For me, the answer will always be to choose the one that allows you to write the most! By going for the Standard English one, you limit yourself to the subject matter itself, how it has changed over time, how accents and dialects are forever changing and how, since the 1950s, language change has also affected Standard English users.
You could use ideas from the media, for in 1957, we only had a single channel (I think) in the UK, (BBC1). I may be wrong, but by 1986, we had at least four, if not more, and how regional accents, in the news, were now starting to be used! All this plays into Standard English, which in essence, is a myth anyway, for it is a forever changing thing, as language changes every day, emerging into a consciousness in 2021 that is now as politically correct as it can be in an effort to appease those who get offended more than most.
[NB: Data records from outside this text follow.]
use thiserror::Error;

/// Errors from loading args or schemas. Coercion itself never fails.
#[derive(Debug, Error)]
pub enum ArgsError {
    #[error("failed to parse args JSON: {0}")]
    Parse(#[from] serde_json::Error),
    #[error("invalid arg schema at {path}: {reason}")]
    InvalidSchema { path: String, reason: String },
    #[error("invalid args: {reason}")]
    InvalidArgs { reason: String },
}

impl ArgsError {
    pub(crate) fn invalid_schema(path: impl Into<String>, reason: impl Into<String>) -> Self {
        Self::InvalidSchema {
            path: path.into(),
            reason: reason.into(),
        }
    }

    pub(crate) fn invalid_args(reason: impl Into<String>) -> Self {
        Self::InvalidArgs {
            reason: reason.into(),
        }
    }
}

pub type Result<T> = std::result::Result<T, ArgsError>;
But with question two, you get a much broader playing field in which to write! The question asks you to evaluate the idea that the English language has been decaying over time and continues to do so, which is an obvious thing to say, in a way! The question then arises as to how you are going to support your views! Yes, you use the two articles and I have purposely not added them into here, to keep my explanation more open, but let’s assume you agree, as I do, that the English language is forever changing!
Then let’s assume that you understand how such language change has taken place; invasions, immigration, new words coming into the language through technology, the media, the arts, Hollywood and the likes and use a framework to write an answer from. One way to do such a question is to choose three eras to write about! For example, a recent student of mine did an NEA on something from three different eras; 1957, 1986 and 2020. I suggested, when we looked at this one here today, that she adopt a similar method here.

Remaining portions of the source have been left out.